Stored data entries
========

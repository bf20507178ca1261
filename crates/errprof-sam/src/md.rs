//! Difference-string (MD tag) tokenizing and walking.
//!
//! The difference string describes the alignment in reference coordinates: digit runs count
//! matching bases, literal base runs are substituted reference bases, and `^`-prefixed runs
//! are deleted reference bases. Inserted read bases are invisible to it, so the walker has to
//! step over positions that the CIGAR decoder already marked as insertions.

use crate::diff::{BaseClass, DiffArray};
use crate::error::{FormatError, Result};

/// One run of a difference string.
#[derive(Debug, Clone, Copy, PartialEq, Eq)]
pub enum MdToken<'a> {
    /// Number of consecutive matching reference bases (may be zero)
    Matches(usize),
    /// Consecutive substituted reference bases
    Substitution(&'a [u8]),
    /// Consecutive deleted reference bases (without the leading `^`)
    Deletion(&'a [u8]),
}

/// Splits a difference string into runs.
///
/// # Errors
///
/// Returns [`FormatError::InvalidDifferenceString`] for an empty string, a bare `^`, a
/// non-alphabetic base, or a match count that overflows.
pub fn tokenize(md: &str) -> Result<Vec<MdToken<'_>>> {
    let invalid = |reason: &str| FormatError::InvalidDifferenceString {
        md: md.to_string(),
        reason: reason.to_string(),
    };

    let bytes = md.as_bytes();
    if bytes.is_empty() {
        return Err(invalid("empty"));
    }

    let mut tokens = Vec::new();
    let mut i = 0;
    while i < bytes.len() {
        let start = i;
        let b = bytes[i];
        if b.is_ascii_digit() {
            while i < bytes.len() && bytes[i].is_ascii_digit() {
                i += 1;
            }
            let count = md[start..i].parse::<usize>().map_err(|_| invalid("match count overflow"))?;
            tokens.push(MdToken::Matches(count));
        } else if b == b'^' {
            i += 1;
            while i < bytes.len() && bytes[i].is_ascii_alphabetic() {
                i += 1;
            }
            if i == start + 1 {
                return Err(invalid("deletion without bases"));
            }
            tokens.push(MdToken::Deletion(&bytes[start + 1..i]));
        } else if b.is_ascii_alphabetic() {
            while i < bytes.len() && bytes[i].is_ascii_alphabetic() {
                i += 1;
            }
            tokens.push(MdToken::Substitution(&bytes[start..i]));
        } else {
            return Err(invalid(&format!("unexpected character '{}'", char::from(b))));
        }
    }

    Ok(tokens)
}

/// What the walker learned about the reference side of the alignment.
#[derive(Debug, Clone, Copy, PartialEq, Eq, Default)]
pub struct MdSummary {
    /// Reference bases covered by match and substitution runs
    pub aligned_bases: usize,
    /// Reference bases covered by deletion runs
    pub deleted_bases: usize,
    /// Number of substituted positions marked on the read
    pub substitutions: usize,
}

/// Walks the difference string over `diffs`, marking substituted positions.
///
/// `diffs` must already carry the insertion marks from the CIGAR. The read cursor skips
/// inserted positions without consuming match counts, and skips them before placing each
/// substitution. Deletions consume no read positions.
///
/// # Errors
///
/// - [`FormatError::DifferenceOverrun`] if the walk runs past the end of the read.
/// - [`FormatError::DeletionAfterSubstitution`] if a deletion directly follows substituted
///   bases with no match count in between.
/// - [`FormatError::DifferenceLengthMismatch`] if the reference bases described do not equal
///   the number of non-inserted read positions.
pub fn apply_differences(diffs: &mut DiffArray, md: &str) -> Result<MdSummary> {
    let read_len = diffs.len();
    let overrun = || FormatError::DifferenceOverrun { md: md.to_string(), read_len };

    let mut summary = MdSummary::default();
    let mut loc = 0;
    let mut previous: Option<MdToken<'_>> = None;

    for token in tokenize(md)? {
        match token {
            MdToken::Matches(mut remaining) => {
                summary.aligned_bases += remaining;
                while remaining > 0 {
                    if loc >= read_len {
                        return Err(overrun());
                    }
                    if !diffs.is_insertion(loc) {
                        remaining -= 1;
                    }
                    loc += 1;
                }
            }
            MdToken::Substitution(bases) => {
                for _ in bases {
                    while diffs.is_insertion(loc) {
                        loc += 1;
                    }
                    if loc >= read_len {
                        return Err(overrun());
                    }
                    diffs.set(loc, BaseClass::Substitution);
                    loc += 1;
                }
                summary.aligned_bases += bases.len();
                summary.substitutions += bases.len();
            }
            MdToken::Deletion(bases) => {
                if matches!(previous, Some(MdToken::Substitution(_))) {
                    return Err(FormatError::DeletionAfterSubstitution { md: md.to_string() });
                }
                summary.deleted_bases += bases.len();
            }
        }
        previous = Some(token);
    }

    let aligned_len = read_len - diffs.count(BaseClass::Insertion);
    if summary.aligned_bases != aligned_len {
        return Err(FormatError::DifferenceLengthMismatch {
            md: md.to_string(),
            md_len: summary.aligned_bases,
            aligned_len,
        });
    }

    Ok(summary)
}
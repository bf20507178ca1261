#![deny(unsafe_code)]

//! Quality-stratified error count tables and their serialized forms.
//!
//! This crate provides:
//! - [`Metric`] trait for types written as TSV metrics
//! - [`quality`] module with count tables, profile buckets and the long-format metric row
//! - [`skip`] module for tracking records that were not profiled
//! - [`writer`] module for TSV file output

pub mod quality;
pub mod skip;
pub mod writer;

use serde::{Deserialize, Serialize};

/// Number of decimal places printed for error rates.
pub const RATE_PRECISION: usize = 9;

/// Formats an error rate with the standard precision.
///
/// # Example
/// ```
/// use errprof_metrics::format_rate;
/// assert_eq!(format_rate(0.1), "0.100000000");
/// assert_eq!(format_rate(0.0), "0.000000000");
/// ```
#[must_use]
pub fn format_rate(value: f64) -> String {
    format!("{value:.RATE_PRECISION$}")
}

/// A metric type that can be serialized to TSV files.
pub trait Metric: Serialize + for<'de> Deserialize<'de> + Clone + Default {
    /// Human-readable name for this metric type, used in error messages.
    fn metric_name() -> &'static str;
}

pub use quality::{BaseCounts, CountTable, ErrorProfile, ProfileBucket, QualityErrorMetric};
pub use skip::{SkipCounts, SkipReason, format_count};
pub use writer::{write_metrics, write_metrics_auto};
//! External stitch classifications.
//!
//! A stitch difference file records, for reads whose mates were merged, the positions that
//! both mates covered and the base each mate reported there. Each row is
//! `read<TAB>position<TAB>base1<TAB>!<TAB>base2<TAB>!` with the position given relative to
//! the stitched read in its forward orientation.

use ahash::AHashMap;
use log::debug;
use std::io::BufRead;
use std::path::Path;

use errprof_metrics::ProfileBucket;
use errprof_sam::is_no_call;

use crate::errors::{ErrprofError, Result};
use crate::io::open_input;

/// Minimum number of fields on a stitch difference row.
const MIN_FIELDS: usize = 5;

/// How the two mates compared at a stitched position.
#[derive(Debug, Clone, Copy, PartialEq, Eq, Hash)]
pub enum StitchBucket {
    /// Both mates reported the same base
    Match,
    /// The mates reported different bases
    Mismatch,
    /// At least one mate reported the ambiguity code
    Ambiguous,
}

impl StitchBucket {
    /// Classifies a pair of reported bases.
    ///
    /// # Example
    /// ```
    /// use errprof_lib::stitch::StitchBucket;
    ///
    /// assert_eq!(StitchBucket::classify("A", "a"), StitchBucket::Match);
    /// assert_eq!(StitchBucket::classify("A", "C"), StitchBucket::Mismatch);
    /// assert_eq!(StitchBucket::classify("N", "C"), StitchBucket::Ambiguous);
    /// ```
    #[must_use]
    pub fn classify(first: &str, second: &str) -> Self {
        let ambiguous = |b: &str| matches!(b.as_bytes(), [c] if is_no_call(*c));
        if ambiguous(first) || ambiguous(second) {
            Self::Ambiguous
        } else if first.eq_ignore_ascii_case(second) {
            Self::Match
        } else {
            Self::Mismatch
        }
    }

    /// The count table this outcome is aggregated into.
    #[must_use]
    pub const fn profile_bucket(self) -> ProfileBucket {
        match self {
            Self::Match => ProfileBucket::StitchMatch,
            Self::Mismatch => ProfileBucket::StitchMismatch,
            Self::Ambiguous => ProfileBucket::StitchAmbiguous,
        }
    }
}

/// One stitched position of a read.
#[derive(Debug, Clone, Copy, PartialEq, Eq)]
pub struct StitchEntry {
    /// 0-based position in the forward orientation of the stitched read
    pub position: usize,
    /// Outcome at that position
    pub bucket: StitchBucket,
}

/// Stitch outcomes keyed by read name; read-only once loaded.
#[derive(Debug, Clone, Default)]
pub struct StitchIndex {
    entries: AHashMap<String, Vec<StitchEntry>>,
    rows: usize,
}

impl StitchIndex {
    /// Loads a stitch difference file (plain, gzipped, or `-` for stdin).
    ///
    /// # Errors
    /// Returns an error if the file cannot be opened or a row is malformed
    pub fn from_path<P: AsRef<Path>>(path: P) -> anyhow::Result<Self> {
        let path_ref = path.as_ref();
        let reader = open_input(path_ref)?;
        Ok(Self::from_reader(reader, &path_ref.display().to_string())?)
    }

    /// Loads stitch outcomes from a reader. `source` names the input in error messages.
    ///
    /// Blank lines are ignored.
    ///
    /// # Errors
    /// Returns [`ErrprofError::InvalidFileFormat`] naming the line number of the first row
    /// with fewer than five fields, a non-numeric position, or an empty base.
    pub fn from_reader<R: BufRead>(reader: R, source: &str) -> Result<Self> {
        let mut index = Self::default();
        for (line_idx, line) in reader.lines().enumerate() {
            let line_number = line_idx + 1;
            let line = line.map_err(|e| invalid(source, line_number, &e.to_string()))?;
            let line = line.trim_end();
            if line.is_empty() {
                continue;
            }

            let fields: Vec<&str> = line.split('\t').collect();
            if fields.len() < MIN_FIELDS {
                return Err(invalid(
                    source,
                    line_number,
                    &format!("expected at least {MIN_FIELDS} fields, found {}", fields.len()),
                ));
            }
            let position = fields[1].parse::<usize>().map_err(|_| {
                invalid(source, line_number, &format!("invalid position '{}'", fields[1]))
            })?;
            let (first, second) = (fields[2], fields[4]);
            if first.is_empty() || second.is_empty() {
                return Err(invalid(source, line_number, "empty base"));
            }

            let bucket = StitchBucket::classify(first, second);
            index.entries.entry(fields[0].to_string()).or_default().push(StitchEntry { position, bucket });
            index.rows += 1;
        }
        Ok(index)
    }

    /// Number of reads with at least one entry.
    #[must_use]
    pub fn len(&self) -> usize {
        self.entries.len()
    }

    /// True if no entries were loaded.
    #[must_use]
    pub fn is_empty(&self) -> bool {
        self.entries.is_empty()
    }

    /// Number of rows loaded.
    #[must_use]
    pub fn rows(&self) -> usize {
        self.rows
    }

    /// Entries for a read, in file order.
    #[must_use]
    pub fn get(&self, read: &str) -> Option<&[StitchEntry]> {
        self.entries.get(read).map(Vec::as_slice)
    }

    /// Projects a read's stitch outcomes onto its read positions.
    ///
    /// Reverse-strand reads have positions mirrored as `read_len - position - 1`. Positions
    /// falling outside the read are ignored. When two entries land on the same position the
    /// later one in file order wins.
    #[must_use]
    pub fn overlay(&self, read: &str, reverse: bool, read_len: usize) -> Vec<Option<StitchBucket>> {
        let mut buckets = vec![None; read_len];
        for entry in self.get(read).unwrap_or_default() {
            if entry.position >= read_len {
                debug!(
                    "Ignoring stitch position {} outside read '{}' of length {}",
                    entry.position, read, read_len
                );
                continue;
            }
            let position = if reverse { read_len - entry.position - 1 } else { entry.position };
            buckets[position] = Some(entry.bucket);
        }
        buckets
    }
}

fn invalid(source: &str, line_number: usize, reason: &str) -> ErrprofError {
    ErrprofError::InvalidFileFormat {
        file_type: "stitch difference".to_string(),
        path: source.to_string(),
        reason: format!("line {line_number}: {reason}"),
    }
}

========

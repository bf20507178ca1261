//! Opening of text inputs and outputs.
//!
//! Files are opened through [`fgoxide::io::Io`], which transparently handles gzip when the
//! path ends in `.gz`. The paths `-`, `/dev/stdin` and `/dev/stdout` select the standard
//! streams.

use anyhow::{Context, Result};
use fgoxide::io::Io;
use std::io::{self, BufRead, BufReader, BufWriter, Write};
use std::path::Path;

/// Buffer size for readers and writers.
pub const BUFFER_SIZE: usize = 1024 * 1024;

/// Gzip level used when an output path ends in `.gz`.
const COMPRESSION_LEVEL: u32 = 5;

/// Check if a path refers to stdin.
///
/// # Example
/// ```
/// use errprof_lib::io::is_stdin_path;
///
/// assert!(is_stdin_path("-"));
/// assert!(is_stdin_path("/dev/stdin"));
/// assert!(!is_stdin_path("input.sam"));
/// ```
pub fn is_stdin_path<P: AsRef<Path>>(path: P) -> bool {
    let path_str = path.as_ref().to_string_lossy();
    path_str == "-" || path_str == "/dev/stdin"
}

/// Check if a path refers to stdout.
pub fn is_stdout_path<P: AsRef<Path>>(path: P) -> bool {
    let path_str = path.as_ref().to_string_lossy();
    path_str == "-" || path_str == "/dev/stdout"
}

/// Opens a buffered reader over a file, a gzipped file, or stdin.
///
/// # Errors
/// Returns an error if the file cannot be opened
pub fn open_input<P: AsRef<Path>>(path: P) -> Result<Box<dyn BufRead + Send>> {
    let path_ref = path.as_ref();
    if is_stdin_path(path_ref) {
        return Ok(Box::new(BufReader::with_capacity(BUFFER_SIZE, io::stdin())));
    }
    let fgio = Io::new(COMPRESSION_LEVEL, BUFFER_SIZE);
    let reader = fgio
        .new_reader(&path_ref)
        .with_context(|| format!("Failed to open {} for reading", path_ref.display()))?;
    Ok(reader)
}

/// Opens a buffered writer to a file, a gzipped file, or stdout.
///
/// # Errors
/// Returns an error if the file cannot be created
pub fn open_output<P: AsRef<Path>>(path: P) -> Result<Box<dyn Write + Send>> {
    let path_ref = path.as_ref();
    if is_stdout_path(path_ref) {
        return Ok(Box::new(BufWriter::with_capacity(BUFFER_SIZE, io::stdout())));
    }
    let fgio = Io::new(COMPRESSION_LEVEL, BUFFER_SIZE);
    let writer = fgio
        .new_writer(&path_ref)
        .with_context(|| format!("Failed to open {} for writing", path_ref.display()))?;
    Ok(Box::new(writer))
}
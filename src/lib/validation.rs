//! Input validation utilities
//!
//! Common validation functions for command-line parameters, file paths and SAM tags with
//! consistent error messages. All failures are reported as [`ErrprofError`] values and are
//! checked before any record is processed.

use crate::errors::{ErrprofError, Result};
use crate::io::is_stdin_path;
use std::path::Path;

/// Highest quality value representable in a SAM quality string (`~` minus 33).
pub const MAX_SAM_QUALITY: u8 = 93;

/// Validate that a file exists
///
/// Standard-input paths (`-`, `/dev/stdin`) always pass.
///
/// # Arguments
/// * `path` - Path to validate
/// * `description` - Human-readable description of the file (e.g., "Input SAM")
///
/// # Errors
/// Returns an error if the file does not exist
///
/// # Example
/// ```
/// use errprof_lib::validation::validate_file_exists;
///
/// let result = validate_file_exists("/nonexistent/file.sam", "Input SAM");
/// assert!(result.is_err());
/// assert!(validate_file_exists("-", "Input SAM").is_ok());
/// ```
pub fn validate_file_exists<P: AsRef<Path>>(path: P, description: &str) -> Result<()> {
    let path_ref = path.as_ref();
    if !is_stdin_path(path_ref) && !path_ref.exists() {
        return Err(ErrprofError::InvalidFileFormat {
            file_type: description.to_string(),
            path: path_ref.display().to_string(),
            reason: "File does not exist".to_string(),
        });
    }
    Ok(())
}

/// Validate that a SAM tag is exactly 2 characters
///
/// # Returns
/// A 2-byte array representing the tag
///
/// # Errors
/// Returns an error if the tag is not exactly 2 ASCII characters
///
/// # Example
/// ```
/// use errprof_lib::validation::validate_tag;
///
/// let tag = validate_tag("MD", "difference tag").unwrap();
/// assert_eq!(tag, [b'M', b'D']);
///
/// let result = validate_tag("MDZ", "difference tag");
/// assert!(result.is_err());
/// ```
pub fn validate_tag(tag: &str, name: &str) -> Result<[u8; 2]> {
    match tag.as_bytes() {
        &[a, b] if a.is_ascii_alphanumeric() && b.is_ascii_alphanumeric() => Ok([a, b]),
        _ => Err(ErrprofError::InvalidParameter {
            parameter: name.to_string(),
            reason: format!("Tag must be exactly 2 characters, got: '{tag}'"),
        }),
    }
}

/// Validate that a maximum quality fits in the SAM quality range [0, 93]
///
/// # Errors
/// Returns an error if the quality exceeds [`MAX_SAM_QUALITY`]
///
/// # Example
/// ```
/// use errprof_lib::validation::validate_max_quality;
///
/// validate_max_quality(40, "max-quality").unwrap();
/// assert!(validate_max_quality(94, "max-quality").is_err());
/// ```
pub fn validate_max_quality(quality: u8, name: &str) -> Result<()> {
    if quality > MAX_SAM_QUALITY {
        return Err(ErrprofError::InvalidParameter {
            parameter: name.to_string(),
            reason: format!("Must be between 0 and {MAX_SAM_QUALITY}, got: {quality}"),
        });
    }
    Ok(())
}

========

**Work request**.
Whenever the string "loaded" occurs in a line of the entries above, copy that line.

**Exercise solution**.
/// Stitch outcomes keyed by read name; read-only once loaded.
    /// True if no entries were loaded.
    /// Number of rows loaded.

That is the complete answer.